Brandt, von 1983 bis 1995 Landesrabbiner in Niedersachsen macht aus seinen Schwierigkeiten, den Preis anzunehmen, keinen Hehl: „Mein erster Gedanke war: eine Ketzerin“. Schließlich ist Edith Stein, die aus einer jüdischen Familien stammte, zum Katholizismus konvertiert, wurde sogar Ordensfrau.
Er habe sich dann näher mit ihrer Lebensgeschichte befasst, berichtet Brandt weiter. Seine Erkenntnis: Edith Stein blieb ihren jüdischen Wurzeln treu, prangerte anti-jüdische Hetze an. „Und sie starb an der Seite von Juden in Auschwitz“, betont Brandt.

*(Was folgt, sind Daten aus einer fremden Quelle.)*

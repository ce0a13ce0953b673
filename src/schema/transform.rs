//! Rigid transform types stored in replay keyframes.

use serde::{Deserialize, Serialize};

/// Squared-length tolerance under which a quaternion is treated as unit.
///
/// Quaternions inside this band are stored untouched so that a value read
/// back from a document keeps its exact bit pattern.
const UNIT_TOLERANCE: f32 = 1e-6;

/// 3-component vector, serialized as `[x, y, z]`.
#[derive(Debug, Clone, Copy, PartialEq, Default, Serialize, Deserialize)]
#[serde(from = "[f32; 3]", into = "[f32; 3]")]
pub struct Vec3 {
    pub x: f32,
    pub y: f32,
    pub z: f32,
}

impl Vec3 {
    pub const ZERO: Self = Self::new(0.0, 0.0, 0.0);

    pub const fn new(x: f32, y: f32, z: f32) -> Self {
        Self { x, y, z }
    }

    pub fn is_finite(&self) -> bool {
        self.x.is_finite() && self.y.is_finite() && self.z.is_finite()
    }
}

impl From<[f32; 3]> for Vec3 {
    fn from([x, y, z]: [f32; 3]) -> Self {
        Self { x, y, z }
    }
}

impl From<Vec3> for [f32; 3] {
    fn from(v: Vec3) -> Self {
        [v.x, v.y, v.z]
    }
}

/// Rotation quaternion, serialized as `[x, y, z, w]`.
#[derive(Debug, Clone, Copy, PartialEq, Serialize, Deserialize)]
#[serde(from = "[f32; 4]", into = "[f32; 4]")]
pub struct Quat {
    pub x: f32,
    pub y: f32,
    pub z: f32,
    pub w: f32,
}

impl Default for Quat {
    fn default() -> Self {
        Self::IDENTITY
    }
}

impl Quat {
    pub const IDENTITY: Self = Self::new(0.0, 0.0, 0.0, 1.0);

    pub const fn new(x: f32, y: f32, z: f32, w: f32) -> Self {
        Self { x, y, z, w }
    }

    /// Rotation of `angle` radians about a unit `axis`.
    pub fn from_axis_angle(axis: Vec3, angle: f32) -> Self {
        let (s, c) = (angle * 0.5).sin_cos();
        Self::new(axis.x * s, axis.y * s, axis.z * s, c)
    }

    #[inline]
    pub fn length_squared(&self) -> f32 {
        self.x * self.x + self.y * self.y + self.z * self.z + self.w * self.w
    }

    pub fn is_finite(&self) -> bool {
        self.x.is_finite() && self.y.is_finite() && self.z.is_finite() && self.w.is_finite()
    }

    /// Check if the quaternion is unit length (within tolerance).
    pub fn is_normalized(&self) -> bool {
        (self.length_squared() - 1.0).abs() <= UNIT_TOLERANCE
    }

    /// Unit-length copy of this quaternion.
    ///
    /// Returns `None` for zero-length or non-finite input. Already-unit
    /// quaternions are returned unchanged.
    pub fn normalized(self) -> Option<Self> {
        if !self.is_finite() {
            return None;
        }
        if self.is_normalized() {
            return Some(self);
        }
        let len = self.length_squared().sqrt();
        if len <= f32::EPSILON {
            return None;
        }
        Some(Self::new(
            self.x / len,
            self.y / len,
            self.z / len,
            self.w / len,
        ))
    }
}

impl From<[f32; 4]> for Quat {
    fn from([x, y, z, w]: [f32; 4]) -> Self {
        Self { x, y, z, w }
    }
}

impl From<Quat> for [f32; 4] {
    fn from(q: Quat) -> Self {
        [q.x, q.y, q.z, q.w]
    }
}

/// Rigid transform (translation + unit rotation).
///
/// The rotation is normalized on construction and on deserialization, so
/// every `Transform` in a keyframe holds a unit quaternion.
#[derive(Debug, Clone, Copy, PartialEq, Default, Serialize, Deserialize)]
#[serde(try_from = "RawTransform")]
pub struct Transform {
    pub translation: Vec3,
    pub rotation: Quat,
}

impl Transform {
    pub const IDENTITY: Self = Self {
        translation: Vec3::ZERO,
        rotation: Quat::IDENTITY,
    };

    /// Create a transform, normalizing `rotation`.
    ///
    /// A rotation that cannot be normalized (zero length, NaN) is replaced
    /// by identity.
    pub fn new(translation: Vec3, rotation: Quat) -> Self {
        let rotation = rotation.normalized().unwrap_or_else(|| {
            log::warn!("Degenerate rotation {:?} replaced by identity", rotation);
            Quat::IDENTITY
        });
        Self {
            translation,
            rotation,
        }
    }

    pub fn from_translation(translation: Vec3) -> Self {
        Self {
            translation,
            rotation: Quat::IDENTITY,
        }
    }

    pub fn is_finite(&self) -> bool {
        self.translation.is_finite() && self.rotation.is_finite()
    }
}

/// Wire form of [`Transform`] before rotation validation.
#[derive(Deserialize)]
#[serde(deny_unknown_fields)]
struct RawTransform {
    translation: Vec3,
    rotation: Quat,
}

impl TryFrom<RawTransform> for Transform {
    type Error = String;

    fn try_from(raw: RawTransform) -> Result<Self, Self::Error> {
        let rotation = raw
            .rotation
            .normalized()
            .ok_or_else(|| format!("rotation {:?} cannot be normalized", raw.rotation))?;
        Ok(Self {
            translation: raw.translation,
            rotation,
        })
    }
}
//! Keyframe recording and playback of render scenes.
//!
//! A [`Recorder`] diffs the live scene once per simulation tick and appends
//! one [`Keyframe`](crate::schema::Keyframe) of delta records to a
//! [`KeyframeLog`]. A [`Player`] reconstructs the scene at any keyframe by
//! folding the log from the start and pushes the result to a render backend.
//!
//! # Document Format
//!
//! Logs are stored as JSON documents:
//!
//! ```text
//! {
//!   "version": 1,
//!   "metadata": { "frame_rate": 60.0 },        (optional)
//!   "keyframes": [
//!     {
//!       "loads":           [{ "filepath", "requires_lighting"? }],
//!       "creations":       [{ "instance", "asset", "transform", "scale"?,
//!                             "semantic_id"?, "light_setup_key"? }],
//!       "deletions":       [instance, ...],
//!       "state_updates":   [{ "instance", "transform", "semantic_id"? }],
//!       "user_transforms": [{ "name", "transform" }],
//!       "time":            seconds (informational)
//!     },
//!     {}                                        (empty keyframe)
//!   ]
//! }
//!
//! transform: { "translation": [x, y, z], "rotation": [x, y, z, w] }
//! ```
//!
//! Empty lists are omitted. Within a keyframe, records apply in the order
//! loads, creations, deletions, state updates, user transforms. With the
//! `lz4` feature the same JSON can be wrapped as `"GFXR"` followed by an
//! LZ4 block with its size prepended.

mod error;
mod format;
mod keyframe_log;
mod manager;
mod playback;
mod player;
mod recorder;
mod registry;
mod state;

pub use error::{Reference, ReplayError, Result};
pub use format::{
    LZ4_MAGIC, REPLAY_FORMAT_VERSION, ReplayDocument, ReplayMetadata, decode_bytes,
    decode_document, encode_bytes, encode_document, read_log_from_document,
    write_log_to_document,
};
pub use keyframe_log::{KeyframeLog, LogSummary, RecordRef};
pub use manager::ReplayManager;
pub use playback::{Direction, Playback, PlaybackIter};
pub use player::Player;
pub use recorder::Recorder;
pub use registry::TransformRegistry;
pub use state::{InstanceState, SceneState};
//! Schema module - Keyframe records, transforms and configuration types.

mod config;
mod keyframe;
mod transform;

pub use config::*;
pub use keyframe::*;
pub use transform::*;
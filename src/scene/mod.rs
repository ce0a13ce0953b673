//! Scene module - Interfaces to the simulation and rendering collaborators.
//!
//! Recording reads the live scene through [`SceneProvider`]; playback pushes
//! its reconstructed instance table through [`RenderBackend`]. [`SceneGraph`]
//! and [`RenderScene`] are in-memory implementations of both sides.

mod graph;
mod render;

use std::fmt;

use crate::schema::{AssetInfo, Creation, RenderInstanceId, Transform, Vec3};

pub use graph::*;
pub use render::*;

/// Stable reference to a node of the simulated scene.
#[derive(Debug, Clone, Copy, PartialEq, Eq, Hash, PartialOrd, Ord)]
pub struct NodeId(pub u64);

impl fmt::Display for NodeId {
    fn fmt(&self, f: &mut fmt::Formatter<'_>) -> fmt::Result {
        write!(f, "node #{}", self.0)
    }
}

/// Snapshot of one render instance as seen by the recorder.
#[derive(Debug, Clone, PartialEq)]
pub struct LiveInstance {
    pub instance: RenderInstanceId,
    pub asset: AssetInfo,
    pub transform: Transform,
    pub scale: Option<Vec3>,
    pub semantic_id: Option<u32>,
    pub light_setup_key: Option<String>,
}

/// Simulation-side view the recorder reads each tick.
pub trait SceneProvider {
    /// Enumerate every live render instance.
    fn live_instances(&self) -> Vec<LiveInstance>;

    /// Current transform of `node`, or `None` if it does not exist.
    fn node_transform(&self, node: NodeId) -> Option<Transform>;
}

/// Tag separating the instances of different players in one backend.
#[derive(Debug, Clone, Copy, PartialEq, Eq, Hash, PartialOrd, Ord, Default)]
pub struct LayerId(pub u32);

/// Backend-side key of a replayed instance.
#[derive(Debug, Clone, Copy, PartialEq, Eq, Hash, PartialOrd, Ord)]
pub struct InstanceKey {
    pub layer: LayerId,
    pub instance: RenderInstanceId,
}

/// Pose and per-frame visual state pushed to the backend.
#[derive(Debug, Clone, Copy, PartialEq)]
pub struct InstancePose {
    pub transform: Transform,
    pub semantic_id: Option<u32>,
}

/// Failure reported by a rendering collaborator.
#[derive(Debug, thiserror::Error)]
#[error("{message}")]
pub struct BackendError {
    message: String,
}

impl BackendError {
    pub fn new(message: impl Into<String>) -> Self {
        Self {
            message: message.into(),
        }
    }
}

/// Resolves asset references to loadable render resources.
pub trait AssetResolver {
    fn resolve(&mut self, asset: &AssetInfo) -> Result<(), BackendError>;
}

/// Rendering collaborator the player pushes reconstructed state into.
pub trait RenderBackend: AssetResolver {
    /// Create a renderable object. The asset has already been resolved.
    fn instantiate(
        &mut self,
        key: InstanceKey,
        creation: &Creation,
        pose: &InstancePose,
    ) -> Result<(), BackendError>;

    /// Move an existing renderable object.
    fn reposition(&mut self, key: InstanceKey, pose: &InstancePose);

    /// Remove a renderable object.
    fn destroy(&mut self, key: InstanceKey);
}
//! Keyframe index schedules for forward, reverse and fast playback.

/// Playback direction.
#[derive(Debug, Clone, Copy, PartialEq, Eq, Default)]
pub enum Direction {
    #[default]
    Forward,
    Reverse,
}

/// Sequence of keyframe indices to visit.
///
/// ```ignore
/// // Reverse at 3x speed, skipping two keyframes per step.
/// for index in Playback::reverse(player.get_num_keyframes()).with_speed(3) {
///     player.set_keyframe_index(index as i64, &mut scene)?;
/// }
/// ```
#[derive(Debug, Clone, Copy, PartialEq, Eq)]
pub struct Playback {
    len: usize,
    direction: Direction,
    speed: usize,
    start: Option<usize>,
}

impl Playback {
    /// Every keyframe from first to last.
    pub fn forward(len: usize) -> Self {
        Self {
            len,
            direction: Direction::Forward,
            speed: 1,
            start: None,
        }
    }

    /// Every keyframe from last to first.
    pub fn reverse(len: usize) -> Self {
        Self {
            direction: Direction::Reverse,
            ..Self::forward(len)
        }
    }

    /// Advance `speed` keyframes per step (0 is treated as 1).
    pub fn with_speed(mut self, speed: usize) -> Self {
        self.speed = speed.max(1);
        self
    }

    /// Begin at `index` instead of the first (or, in reverse, last) keyframe.
    /// An index past the end yields nothing.
    pub fn starting_at(mut self, index: usize) -> Self {
        self.start = Some(index);
        self
    }

    pub fn direction(&self) -> Direction {
        self.direction
    }
}

impl IntoIterator for Playback {
    type Item = usize;
    type IntoIter = PlaybackIter;

    fn into_iter(self) -> PlaybackIter {
        let start = match self.direction {
            Direction::Forward => self.start.unwrap_or(0),
            Direction::Reverse => self.start.unwrap_or(self.len.saturating_sub(1)),
        };
        let remaining = if start >= self.len {
            0
        } else {
            match self.direction {
                Direction::Forward => (self.len - 1 - start) / self.speed + 1,
                Direction::Reverse => start / self.speed + 1,
            }
        };
        PlaybackIter {
            next: start,
            remaining,
            step: self.speed,
            direction: self.direction,
        }
    }
}

/// Iterator over a [`Playback`] schedule.
#[derive(Debug, Clone)]
pub struct PlaybackIter {
    next: usize,
    remaining: usize,
    step: usize,
    direction: Direction,
}

impl Iterator for PlaybackIter {
    type Item = usize;

    fn next(&mut self) -> Option<usize> {
        if self.remaining == 0 {
            return None;
        }

        let current = self.next;
        self.remaining -= 1;
        if self.remaining > 0 {
            self.next = match self.direction {
                Direction::Forward => current + self.step,
                Direction::Reverse => current - self.step,
            };
        }
        Some(current)
    }

    fn size_hint(&self) -> (usize, Option<usize>) {
        (self.remaining, Some(self.remaining))
    }
}

impl ExactSizeIterator for PlaybackIter {}

#[cfg(test)]
mod tests {
    use super::*;

    #[test]
    fn test_forward() {
        let indices: Vec<_> = Playback::forward(4).into_iter().collect();
        assert_eq!(indices, vec![0, 1, 2, 3]);
    }

    #[test]
    fn test_reverse_fast() {
        let indices: Vec<_> = Playback::reverse(10)
            .starting_at(8)
            .with_speed(3)
            .into_iter()
            .collect();
        assert_eq!(indices, vec![8, 5, 2]);

        let indices: Vec<_> = Playback::reverse(10).with_speed(3).into_iter().collect();
        assert_eq!(indices, vec![9, 6, 3, 0]);
    }

    #[test]
    fn test_exact_size() {
        let iter = Playback::forward(10).with_speed(4).into_iter();
        assert_eq!(iter.len(), 3);
        assert_eq!(iter.collect::<Vec<_>>(), vec![0, 4, 8]);
    }

    #[test]
    fn test_empty_and_out_of_range() {
        assert_eq!(Playback::forward(0).into_iter().len(), 0);
        assert_eq!(Playback::reverse(0).into_iter().len(), 0);
        assert_eq!(Playback::forward(5).starting_at(5).into_iter().len(), 0);
        assert_eq!(Playback::reverse(5).starting_at(9).into_iter().len(), 0);
    }

    #[test]
    fn test_zero_speed() {
        let indices: Vec<_> = Playback::forward(3).with_speed(0).into_iter().collect();
        assert_eq!(indices, vec![0, 1, 2]);
    }
}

Wichtig sei es, über die Grenzen der Religionen im Gespräch zu bleiben, meint der in Augsburg lebende Rabbiner. Daher könne er mit gutem Gewissen den Preis annehmen.
Es sei zudem auch ein Indiz für den guten Dialog zwischen Juden und Christen: „Wer hätte denn vor 50 Jahren gedacht, dass wir heute so miteinander reden können?“, fragt Brandt. Und gibt die Antwort: „Wer das prophezeit hätte, wäre als Träumer abgestempelt worden.“ Auch wenn es immer wieder Widrigkeiten gibt: Für Brandt ist das weniger die Karfreitagsfürbitte des Papstes, die zur Missionierung von Juden auffordert. „Das ist ausgestanden“, meint Brandt. Die Piusbruderschaft sei da schon ein größeres Problem.
Gerade dieses Festhalten von Brandt am Dialog sei einer der Gründe für die Auszeichnung gewesen, betont Heiner Willen. „Brandt hat die Grenzen, die Religionen über Jahrhunderte aufgebaut haben, überschritten und sich als Brückenbauer bewährt“, würdigte der Vorsitzende des Edith-Stein-Kreises. Der mit 5000 Euro dotierte Preis wird am 30. Oktober in Göttingen verliehen.
Brandt wurde am 25. September 1927 in München geboren. 1939 floh er mit seiner Familie nach Palästina. Nach Tätigkeiten in der Wirtschaft erwarb Brandt 1961 das Rabbinerdiplom und leitete anschließend Gemeinden in Leeds, Genf, Zürich und Göteborg. Von 1983 bis 1995 war er Landesrabbiner in Niedersachsen, von 1995 bis 2005 Landesrabbiner von Westfalen-Lippe.